Use case / requirements

  • Topology: mesh, 3–5 devices

  • Environment: open space, clear line of sight

  • Minimum throughput target: 3 Mbps per link

  • Hardware: VT-USB-AH-8108 + Raspberry Pi CM4 (host)

  • OS: OpenWrt on the Pi CM4

Questions

  1. For this scenario, which MAC-layer settings are most important to tune on MM8108 to reliably reach ≥3 Mbps in an open-space mesh (e.g. MCS selection, aggregation, contention parameters, beacon/DTIM, etc.)?

  2. How can I select or change the rate control algorithm (or its parameters) for MM8108 in a mesh setup? Is there a recommended rate control scheme for a small number of nodes with good SNR and line of sight?

  3. On the OpenWrt side, what should I pay the most attention to:

    • mesh vs AP+STA mode choices,

    • channel width and frequency selection for Wi‑Fi HaLow,

    • queue/tx power/driver options that have the biggest impact on throughput and latency?

  4. Is it advisable to use the “thin-mac” firmware for this use case (VT-USB-AH-8108 + CM4 + mesh, 3–5 nodes), or is it better to stick with the full MAC firmware? What are the key trade-offs in terms of performance, flexibility, and complexity?

  5. If anyone has a reference configuration (OpenWrt version, Morse Micro driver/firmware version, mesh settings, and typical throughput you observed) for a similar open-field test with MM8108, could you share it?

Any configuration snippets, example wireless/network files, or high-level guidelines would be extremely helpful. Thanks in advance!

V.

I would avoid forcing MCS manually - you are more likely to experience increased packet loss by doing this. Depending on your range, you may want to consider reducing bandwidth from 8 MHz to 4 MHz. The receiver sensitivity will improve slightly by doing so, but at the cost of maximum throughput.

The most important factor for throughput will be your mesh configuration. See below.

The only supported rate control algorithm is “MMRC”, included in our driver.

Pay attention to your choice in mesh. This will depend on the topology you desire, and I can’t make a concrete recommendation as it will depend on your intended architecture.

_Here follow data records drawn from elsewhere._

//! Application configuration module
//!
//! This module provides type-safe configuration loading from environment variables
//! using the `config` and `dotenvy` crates. Configuration is loaded with the
//! `BCF_IMPORT` prefix and nested values use double underscores as separators.
//!
//! # Example
//!
//! ```no_run
//! use bcf_import::config::AppConfig;
//!
//! let config = AppConfig::load().expect("Failed to load configuration");
//! config.validate().expect("Invalid configuration");
//!
//! println!("Creating work items of type {}", config.import.work_item_type);
//! ```

mod error;
mod import;
mod logging;

pub use error::{ConfigError, ValidationError};
pub use import::ImportConfig;
pub use logging::LoggingConfig;

use serde::Deserialize;

/// Root application configuration
///
/// Every section has defaults, so an empty environment yields a usable
/// configuration.
#[derive(Debug, Clone, Default, Deserialize)]
pub struct AppConfig {
    /// Import behavior (work item type, sync note, markup entry name)
    #[serde(default)]
    pub import: ImportConfig,

    /// Tracing subscriber settings
    #[serde(default)]
    pub logging: LoggingConfig,
}

impl AppConfig {
    /// Load configuration from environment variables
    ///
    /// This function:
    /// 1. Loads `.env` file if present (for development)
    /// 2. Reads environment variables with `BCF_IMPORT` prefix
    /// 3. Uses `__` (double underscore) to separate nested values
    /// 4. Deserializes into typed configuration structs
    ///
    /// # Environment Variable Format
    ///
    /// - `BCF_IMPORT__IMPORT__WORK_ITEM_TYPE=Clash` -> `import.work_item_type = "Clash"`
    /// - `BCF_IMPORT__LOGGING__JSON=true` -> `logging.json = true`
    ///
    /// # Errors
    ///
    /// Returns `ConfigError` if values cannot be parsed into expected types.
    pub fn load() -> Result<Self, ConfigError> {
        // Load .env file if present (development)
        dotenvy::dotenv().ok();

        let config = config::Config::builder()
            .add_source(
                config::Environment::default()
                    .prefix("BCF_IMPORT")
                    .separator("__")
                    .try_parsing(true),
            )
            .build()?
            .try_deserialize()?;

        Ok(config)
    }

    /// Validate all configuration values
    ///
    /// # Errors
    ///
    /// Returns `ValidationError` if any configuration value is invalid.
    pub fn validate(&self) -> Result<(), ValidationError> {
        self.import.validate()?;
        self.logging.validate()?;
        Ok(())
    }
}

802.11s Mesh is likely to be more flexible, as it is a true tree structure. We use HWMP in the kernel with mesh11sd on our OpenWrt fork to manage this. As this is what we test, if you’re using 802.11s Mesh, this is what we recommend.

With 802.11s mesh, you will halve your throughput for every hope your traffic needs to traverse! For 3-5 nodes this is likely to be fine for your use case. For larger deployments this might be problematic.

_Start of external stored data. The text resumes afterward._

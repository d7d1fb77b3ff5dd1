//! BCF Import - Topic markup extraction and issue reconciliation
//!
//! This crate reads BCF archives (zip containers of topic folders holding
//! `markup.bcf`, viewpoint and snapshot files) and merges every topic into
//! an issue linked to a work item of a project-management system.
//!
//! Re-importing the same archive is idempotent: viewpoints and comments
//! are keyed by their uuid and never duplicated.

pub mod adapters;
pub mod application;
pub mod config;
pub mod domain;
pub mod ports;
pub mod telemetry;
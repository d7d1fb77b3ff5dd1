//! BCF import handlers.
//!
//! - `ReconcileIssueHandler` merges one topic into its issue
//! - `ImportArchiveHandler` drives it over every topic of an archive

mod import_archive;
mod reconcile_issue;

pub use import_archive::{
    FailedTopic, ImportArchiveCommand, ImportArchiveHandler, ImportReport, ImportedTopic,
};
pub use reconcile_issue::{
    ReconcileIssueCommand, ReconcileIssueHandler, ReconcileIssueResult, ReconcilePorts,
};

There is also another community who have been making use of B.A.T.M.A.N on with 802.11s mesh modes instead. Have a look at OpenMANET · GitHub for their development. They appear to be having success with this deployment. We are supportive of this community effort but do not test it ourselves :slight_smile:

If you can follow more of a “tree” style topology, EasyMesh might be an option. We also test this on our OpenWrt distribution. This enforces a more rigid mesh topology, but enables higher throughput.

No this will give you no benefit

No, full mac software does not support meshing. You want the standard, soft MAC firmware (mm8108b2-rl.bin).

See User Guides here:

And if you are using our OpenWrt fork, we have wizards available to help you configure your mesh networks :slight_smile:

Dear @ajudge

A huge thank to you for a very comprehensive answer.

In case I would like to try modifyding the BCF for deeper experiements, what is your suggestion?

Thanks,

V.

Unfortunately we do not release the tools for modifying BCFs.